Mergers and Acquisitions activity is beginning to pick up at the national and international levels - as highlighted by Kraft Food's bid for Cadburys and Resolution's for Friends Provident. But local entrepreneurs haven't been idle either, taking steps to improve their balance sheets and businesses, especially where they plan to exit in the next three years or so.

For example, during the global credit crunch, we have worked and are working alongside many Finance Directors and HR management teams to secure better value for their employees and their companies in their Employee Benefits (EB) offerings. Too many firms are still paying too much for old heavily charged EB contracts. Undertaking an EB audit can be a good way of identifying valuable cost savings.

Local entrepreneurs and their tax advisers are also showing a greater appetite to carry out target funding exercises, with the aim of optimising their standard of living once they exit their businesses.

Many businesses have seen their returns from their cash deposits fall and companies and business owners are seeking to improve the returns on their investments, whilst maximising protection levels. Many entrepreneurs have moved to split their cash holdings between four or more banking licences in order to increase their protection levels under the Financial Services Compensation Scheme (FSCS) where deposits by individuals are protected up to £50,000.

Rising taxation in the UK is becoming more of a bugbear for entrepreneurs working long hours to create valuable businesses and employment.

The area of most concern, raised again and again by the public and especially by entrepreneurs, is the penal rate of Inheritance Tax (IHT), especially when this tax is all too often levied on funds which have already suffered high levels of taxation. Many countries, such as Australia, do not levy IHT, in order to attract entrepreneurial talent which can build businesses and increase employment opportunities.

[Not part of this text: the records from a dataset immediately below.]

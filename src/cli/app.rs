//! Main CLI application

use crate::commands::{build_root, ROOT_NAME, ROOT_SHORT};
use crate::config::{load_settings, Overrides, Settings};
use crate::error::IrisError;
use crate::registry::{execute, Command, Context};
use crate::ui::{self, Verbosity};
use clap::error::ErrorKind;
use clap::{Args, CommandFactory, Parser};
use std::ffi::OsString;
use std::io::{self, BufRead, Write};
use std::path::PathBuf;

/// Flags accepted before the command path
#[derive(Args, Debug, Default)]
pub struct GlobalFlags {
    /// Path to a settings file
    #[arg(short = 'c', long = "config", value_name = "FILE")]
    pub config: Option<PathBuf>,

    /// Only print command output and errors
    #[arg(short = 'q', long = "quiet")]
    pub quiet: bool,

    /// Print no diagnostics
    #[arg(short = 's', long = "silent")]
    pub silent: bool,

    /// Print verbose output
    #[arg(short = 'v', long = "verbose")]
    pub verbose: bool,

    /// Answer yes to every confirmation prompt
    #[arg(short = 'y', long = "yes")]
    pub yes: bool,

    /// Disable colored output
    #[arg(long = "no-color")]
    pub no_color: bool,

    /// Same as the `help` command
    #[arg(short = 'h', long = "help")]
    pub help: bool,

    /// Same as the `version` command
    #[arg(short = 'V', long = "version")]
    pub version: bool,
}

/// Global flags followed by the command path. Everything from the first
/// positional argument on is left for dispatch.
#[derive(Parser, Debug)]
#[command(
    name = ROOT_NAME,
    about = ROOT_SHORT,
    disable_help_flag = true,
    disable_version_flag = true
)]
pub struct GlobalArgs {
    #[command(flatten)]
    pub flags: GlobalFlags,

    /// Command path followed by its arguments
    #[arg(trailing_var_arg = true, allow_hyphen_values = true)]
    pub command: Vec<String>,
}

/// The root command's flags without the command path, for completion scripts
pub fn global_flags_command() -> clap::Command {
    GlobalFlags::augment_args(
        clap::Command::new(ROOT_NAME)
            .about(ROOT_SHORT)
            .disable_help_flag(true)
            .disable_version_flag(true),
    )
}

impl GlobalArgs {
    /// Parse global flags from `args` (program name first).
    ///
    /// The command path may take hyphenated values, so a leading word that
    /// still looks like a flag is one clap did not recognize.
    pub fn try_parse_args<I, T>(args: I) -> Result<Self, clap::Error>
    where
        I: IntoIterator<Item = T>,
        T: Into<OsString> + Clone,
    {
        let global = Self::try_parse_from(args)?;
        match global.command.first() {
            Some(first) if first.len() > 1 && first.starts_with('-') => {
                Err(Self::command().error(
                    ErrorKind::UnknownArgument,
                    format!("unexpected argument '{}' found", first),
                ))
            }
            _ => Ok(global),
        }
    }

    /// Verbosity requested on the command line, if any
    pub fn verbosity(&self) -> Option<Verbosity> {
        if self.flags.silent {
            Some(Verbosity::Silent)
        } else if self.flags.quiet {
            Some(Verbosity::Quiet)
        } else if self.flags.verbose {
            Some(Verbosity::Verbose)
        } else {
            None
        }
    }

    /// Settings overrides carried by the flags
    pub fn overrides(&self) -> Overrides {
        Overrides {
            no_color: self.flags.no_color,
            assume_yes: self.flags.yes,
            verbosity: self.verbosity(),
        }
    }

    /// Arguments to dispatch; `-h` and `-V` stand in for their commands
    pub fn dispatch_args(&self) -> Vec<String> {
        if self.flags.help {
            vec!["help".to_string()]
        } else if self.flags.version {
            vec!["version".to_string()]
        } else {
            self.command.clone()
        }
    }
}

/// CLI application
pub struct App {
    /// The command tree
    root: Command,
    /// Effective settings
    settings: Settings,
}

impl App {
    /// Create an app with the built-in command tree
    pub fn new(settings: Settings) -> Result<Self, IrisError> {
        Ok(App {
            root: build_root()?,
            settings,
        })
    }

    /// Dispatch `args` with the given output and input streams
    pub fn run(
        &self,
        args: &[String],
        out: &mut dyn Write,
        input: &mut dyn BufRead,
    ) -> Result<(), IrisError> {
        let mut ctx = Context::new(&self.root, out, input)
            .with_verbosity(self.settings.verbosity)
            .with_assume_yes(self.settings.assume_yes);

        execute(&mut ctx, args)?;
        ctx.out.flush()?;
        Ok(())
    }
}

/// Run the CLI application with the process arguments
pub fn run() -> Result<(), IrisError> {
    let global = GlobalArgs::try_parse_args(std::env::args_os())?;

    let settings = load_settings(global.flags.config.as_deref())?.apply(global.overrides());
    ui::set_color(settings.color);

    let app = App::new(settings)?;

    let mut out = io::stdout().lock();
    let mut input = io::stdin().lock();
    app.run(&global.dispatch_args(), &mut out, &mut input)
}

While IHT mitigation used to be typically undertaken by people in their seventies and eighties, we are witnessing a greater appetite for people to start mitigating this tax in their forties and fifties. A typical entrepreneur who sells his company at 56 and has a life expectancy of 84 would have the ability, along with his spouse, to shelter eight nil rate bands between them, or a significant £2.6 million.

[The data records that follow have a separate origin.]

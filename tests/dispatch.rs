//! Integration tests for the command tree and dispatch

mod common;

use common::run_app;
use iris::commands::help::{BANNER, LISTING_HEADER};
use iris::commands::{build_root, ROOT_NAME};
use iris::error::{IrisError, RegistryError};
use iris::registry::{list_commands, Command};

fn listing(root: &Command) -> String {
    let mut out: Vec<u8> = Vec::new();
    list_commands(root, "", &mut out).unwrap();
    String::from_utf8(out).unwrap()
}

#[test]
fn test_help_prints_banner_header_and_tree() {
    let (result, out) = run_app(&["help"], "");
    assert!(result.is_ok());

    let root = build_root().unwrap();
    let expected = format!("{}\n{}\n{}", BANNER, LISTING_HEADER, listing(&root));
    assert_eq!(out, expected);
}

#[test]
fn test_help_listing_starts_with_root_then_registration_order() {
    let (_, out) = run_app(&["help"], "");
    let after_header = out.split_once(&format!("{}\n", LISTING_HEADER)).unwrap().1;
    let mut lines = after_header.lines();

    assert_eq!(lines.next(), Some(ROOT_NAME));
    assert_eq!(lines.next(), Some("  help"));
    assert_eq!(lines.next(), Some("  remove"));
    assert!(after_header.contains("  repo\n    add\n"));
}

#[test]
fn test_help_ignores_extra_args() {
    let (result, out) = run_app(&["help", "install"], "");
    assert!(result.is_ok());
    assert!(out.contains(LISTING_HEADER));
}

#[test]
fn test_listing_has_one_indented_line_per_node() {
    let root = build_root().unwrap();
    let text = listing(&root);
    assert_eq!(text.lines().count(), root.len());

    fn check(node: &Command, depth: usize, lines: &mut std::str::Lines<'_>) {
        let line = lines.next().unwrap();
        assert_eq!(line, format!("{}{}", "  ".repeat(depth), node.name));
        for child in node.children() {
            check(child, depth + 1, lines);
        }
    }
    check(&root, 0, &mut text.lines());
}

#[test]
fn test_listing_is_idempotent() {
    let root = build_root().unwrap();
    assert_eq!(listing(&root), listing(&root));
}

#[test]
fn test_remove_with_any_args() {
    for args in [&["remove"][..], &["remove", "vim"][..], &["remove", "--force", "-y"][..]] {
        let (result, out) = run_app(args, "");
        assert!(result.is_ok());
        assert_eq!(out, "Removing the application.......\n");
    }
}

#[test]
fn test_unknown_command() {
    let (result, out) = run_app(&["frobnicate"], "");
    match result {
        Err(IrisError::Registry(RegistryError::UnknownCommand(name))) => {
            assert_eq!(name, "frobnicate")
        }
        other => panic!("expected unknown command, got {:?}", other),
    }
    assert!(out.is_empty());
}

#[test]
fn test_duplicate_registration_leaves_tree_unchanged() {
    let mut root = build_root().unwrap();
    let before = listing(&root);

    let result = root.register(Command::new("help", "Another help"));
    assert_eq!(
        result,
        Err(RegistryError::DuplicateCommand {
            parent: ROOT_NAME.to_string(),
            name: "help".to_string()
        })
    );
    assert_eq!(listing(&root), before);
    assert_eq!(root.child("help").unwrap().short, "Show help information");
}

#[test]
fn test_grouping_command_prints_usage() {
    let (result, out) = run_app(&["repo"], "");
    assert!(result.is_ok());
    assert!(out.contains(&format!("{} repo [command]", ROOT_NAME)));
    assert!(out.contains("add  Add a package repository"));
}

#[test]
fn test_grouping_command_rejects_unknown_child() {
    let (result, _) = run_app(&["repo", "drop"], "");
    assert!(matches!(
        result,
        Err(IrisError::Registry(RegistryError::UnknownCommand(ref name))) if name == "repo drop"
    ));
}

#[test]
fn test_no_args_prints_root_usage() {
    let (result, out) = run_app(&[], "");
    assert!(result.is_ok());
    assert!(out.starts_with("A simple package manager\n"));
    assert!(out.contains("Available Commands:"));
}

#[test]
fn test_nested_dispatch() {
    let (result, out) = run_app(&["repo", "add", "-r", "https://repo.example.org"], "");
    assert!(result.is_ok());
    assert_eq!(out, "Adding repository: https://repo.example.org\n");
}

Given rising tax rates in the UK, with the highest rate of income tax moving to 50% in 2010/2011, VAT going back up to 17.5%, comments that Capital Gains Tax levels are likely to rise shortly, and IHT being levied at 40%, more and more business people are interested in taking steps to ensure that the proceeds of a lifetimes work can pass to people or charities of their choosing, rather than increasing a family's tax burden.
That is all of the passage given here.